本实验利用1mg/mL和2mg/mL浓度的NTG考察其对刺糖多孢菌孢子的诱变效果。NTG对细胞具有很强的杀伤力，能改变菌株自身的遗传性状，使菌落形态发生变化。最后筛选到比出发菌株发酵产量提高20%以上的菌株有8株，并通过转接实验验证了这些菌株具有较好的遗传稳定性。其中，2mg/mL的浓度比1mg/mL致死效应明显增强，在2mg/mL诱变50min时，致死率和负突变率最高，而正突变率未高于其他诱变剂量，但最终筛选出来的高产稳定菌株多数来自于这一浓度，表明诱变效果与致死率和突变率之间无明显相关性。国内关于NTG诱变选育多杀菌素高产菌株进行了一些研究。徐晴雨等通过5mg/mL的NTG溶液诱变选育多杀菌素高产菌株，获得了较出发菌株提高8.6%的突变株。李丽等开展了不同浓度NTG诱变刺糖多孢菌的研究，在2mg/mL剂量下筛选到一株产量提高28%的突变菌株。这些研究结果表明通过NTG诱变选育多杀菌素高产菌株是一种切实可行的方法。

另外，在建立筛选多杀菌素高产菌株的方法上，采用96孔板发酵培养结合生物测定高通量筛选进行初筛，在本研究中得到了很好的应用，为定向选育多杀菌素高产菌株提供了指导。与常用的采用摇瓶逐个进行发酵培养后测定突变株的目标产量相比较，在相同的时间内，本高通量筛选方法可以增大筛选通量，减少培养基用量，降低成本。HPLC完成一个样品的检测需要10min，即测定2000个样品需时2～3周，而采用生物测定的方法，可以在一天内完成样品的测定，大大缩短了筛选的周期。该方法不仅为多杀菌素工业生产菌的选育奠定了基础，也适用于其它微生物菌种的大规模高效筛选。

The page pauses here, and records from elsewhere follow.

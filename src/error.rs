use thiserror::Error;
use wasm_bindgen::JsValue;

#[derive(Debug, Error)]
pub enum EnhanceError {
    #[error("no global window")]
    NoWindow,
    #[error("window has no document")]
    NoDocument,
    #[error("document has no body")]
    NoBody,
    #[error("DOM call failed: {0}")]
    Js(String),
    #[error("stylesheet rejected: {0}")]
    Style(#[from] stylist::Error),
    #[error("invalid configuration: {0}")]
    Config(#[from] serde_json::Error),
}

impl From<JsValue> for EnhanceError {
    fn from(value: JsValue) -> Self {
        let message = value
            .as_string()
            .unwrap_or_else(|| format!("{:?}", value));
        EnhanceError::Js(message)
    }
}

pub type Result<T> = std::result::Result<T, EnhanceError>;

为了保证实验结果的准确性、可靠性和可重复性，在使用96孔板发酵培养时，首先要有供菌株生长的可溶性液体培养基；其次，要保证培养过程的温度和湿度恒定。生物测定也需在温度、湿度恒定的条件下，选择大小一致、敏感性强的蚊子幼虫，并在添加幼虫过程中防止机械致死和样品间的交叉污染。另外，观察期间避免剧烈震荡，防止对幼虫产生致死效应。